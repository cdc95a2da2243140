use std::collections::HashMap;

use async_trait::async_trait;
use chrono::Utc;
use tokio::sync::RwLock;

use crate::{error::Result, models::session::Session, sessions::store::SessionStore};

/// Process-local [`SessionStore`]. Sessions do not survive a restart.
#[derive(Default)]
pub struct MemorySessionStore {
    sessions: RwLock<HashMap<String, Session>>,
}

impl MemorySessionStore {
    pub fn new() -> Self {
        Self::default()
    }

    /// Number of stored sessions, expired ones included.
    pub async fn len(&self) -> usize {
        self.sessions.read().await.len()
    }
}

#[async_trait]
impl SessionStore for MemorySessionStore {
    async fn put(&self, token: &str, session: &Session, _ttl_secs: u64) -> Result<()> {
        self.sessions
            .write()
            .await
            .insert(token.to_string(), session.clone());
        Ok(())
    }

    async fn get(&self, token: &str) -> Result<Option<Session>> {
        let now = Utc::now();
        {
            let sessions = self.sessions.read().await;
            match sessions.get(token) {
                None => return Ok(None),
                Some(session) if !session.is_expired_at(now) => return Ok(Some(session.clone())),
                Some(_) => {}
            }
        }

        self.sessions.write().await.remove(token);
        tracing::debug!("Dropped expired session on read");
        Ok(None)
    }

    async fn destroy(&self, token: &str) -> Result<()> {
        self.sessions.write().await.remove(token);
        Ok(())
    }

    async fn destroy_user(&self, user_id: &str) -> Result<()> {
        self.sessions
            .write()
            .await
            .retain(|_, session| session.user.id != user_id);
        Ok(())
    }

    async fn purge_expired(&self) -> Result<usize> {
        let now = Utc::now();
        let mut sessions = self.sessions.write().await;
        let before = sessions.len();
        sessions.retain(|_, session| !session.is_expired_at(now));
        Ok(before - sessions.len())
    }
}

---

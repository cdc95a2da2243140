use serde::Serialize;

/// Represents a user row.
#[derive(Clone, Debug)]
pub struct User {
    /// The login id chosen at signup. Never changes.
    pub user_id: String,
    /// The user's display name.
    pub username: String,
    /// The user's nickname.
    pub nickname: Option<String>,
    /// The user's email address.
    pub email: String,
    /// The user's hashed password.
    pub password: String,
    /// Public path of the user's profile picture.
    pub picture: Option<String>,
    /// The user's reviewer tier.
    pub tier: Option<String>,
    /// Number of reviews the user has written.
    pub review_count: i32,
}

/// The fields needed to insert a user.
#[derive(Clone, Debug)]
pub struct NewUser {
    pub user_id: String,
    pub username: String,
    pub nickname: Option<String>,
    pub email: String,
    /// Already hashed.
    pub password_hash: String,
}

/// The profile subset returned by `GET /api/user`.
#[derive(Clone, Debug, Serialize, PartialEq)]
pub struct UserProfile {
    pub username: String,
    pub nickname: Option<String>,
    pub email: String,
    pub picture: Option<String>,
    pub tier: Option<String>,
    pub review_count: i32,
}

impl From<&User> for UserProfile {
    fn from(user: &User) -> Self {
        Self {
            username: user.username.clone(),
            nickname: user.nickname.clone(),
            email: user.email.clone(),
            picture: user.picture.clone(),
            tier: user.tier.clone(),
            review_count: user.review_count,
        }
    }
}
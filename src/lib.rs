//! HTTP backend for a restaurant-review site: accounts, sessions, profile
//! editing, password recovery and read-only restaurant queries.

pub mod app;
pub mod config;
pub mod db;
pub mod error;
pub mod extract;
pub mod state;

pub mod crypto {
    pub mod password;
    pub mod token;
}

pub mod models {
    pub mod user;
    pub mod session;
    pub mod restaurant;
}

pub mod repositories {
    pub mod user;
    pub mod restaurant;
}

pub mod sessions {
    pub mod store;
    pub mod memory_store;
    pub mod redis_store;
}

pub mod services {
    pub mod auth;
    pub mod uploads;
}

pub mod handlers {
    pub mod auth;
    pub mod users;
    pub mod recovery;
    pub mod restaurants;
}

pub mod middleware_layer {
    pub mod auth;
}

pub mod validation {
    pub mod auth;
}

* * *

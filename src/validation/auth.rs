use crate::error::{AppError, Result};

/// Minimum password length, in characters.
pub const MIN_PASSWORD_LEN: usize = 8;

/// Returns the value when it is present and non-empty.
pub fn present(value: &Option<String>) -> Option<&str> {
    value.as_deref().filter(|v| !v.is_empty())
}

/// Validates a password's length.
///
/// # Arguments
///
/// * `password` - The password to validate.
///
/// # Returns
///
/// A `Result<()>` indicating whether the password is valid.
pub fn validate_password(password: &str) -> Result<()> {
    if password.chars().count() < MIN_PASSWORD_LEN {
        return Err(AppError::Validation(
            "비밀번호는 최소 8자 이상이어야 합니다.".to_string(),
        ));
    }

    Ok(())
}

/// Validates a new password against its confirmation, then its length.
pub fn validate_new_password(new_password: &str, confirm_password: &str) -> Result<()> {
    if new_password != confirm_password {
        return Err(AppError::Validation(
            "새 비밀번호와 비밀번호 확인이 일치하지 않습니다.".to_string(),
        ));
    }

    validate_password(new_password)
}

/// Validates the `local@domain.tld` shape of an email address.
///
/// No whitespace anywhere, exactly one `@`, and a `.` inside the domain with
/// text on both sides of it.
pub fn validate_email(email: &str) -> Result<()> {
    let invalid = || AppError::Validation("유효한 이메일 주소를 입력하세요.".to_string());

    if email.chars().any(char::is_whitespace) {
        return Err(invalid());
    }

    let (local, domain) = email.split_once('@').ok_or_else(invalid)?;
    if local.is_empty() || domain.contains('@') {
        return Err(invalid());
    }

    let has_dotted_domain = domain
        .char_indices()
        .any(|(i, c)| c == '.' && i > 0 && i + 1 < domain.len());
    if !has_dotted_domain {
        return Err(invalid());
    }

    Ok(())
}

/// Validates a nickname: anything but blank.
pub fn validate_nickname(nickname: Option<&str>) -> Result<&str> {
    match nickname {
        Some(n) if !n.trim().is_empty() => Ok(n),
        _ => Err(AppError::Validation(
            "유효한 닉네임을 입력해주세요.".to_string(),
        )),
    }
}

## TASK REQUIREMENTS
Within the material above, find every line containing the word "retain" and copy it.

## RESPONSE TO THIS EXERCISE
            .retain(|_, session| session.user.id != user_id);
        sessions.retain(|_, session| !session.is_expired_at(now));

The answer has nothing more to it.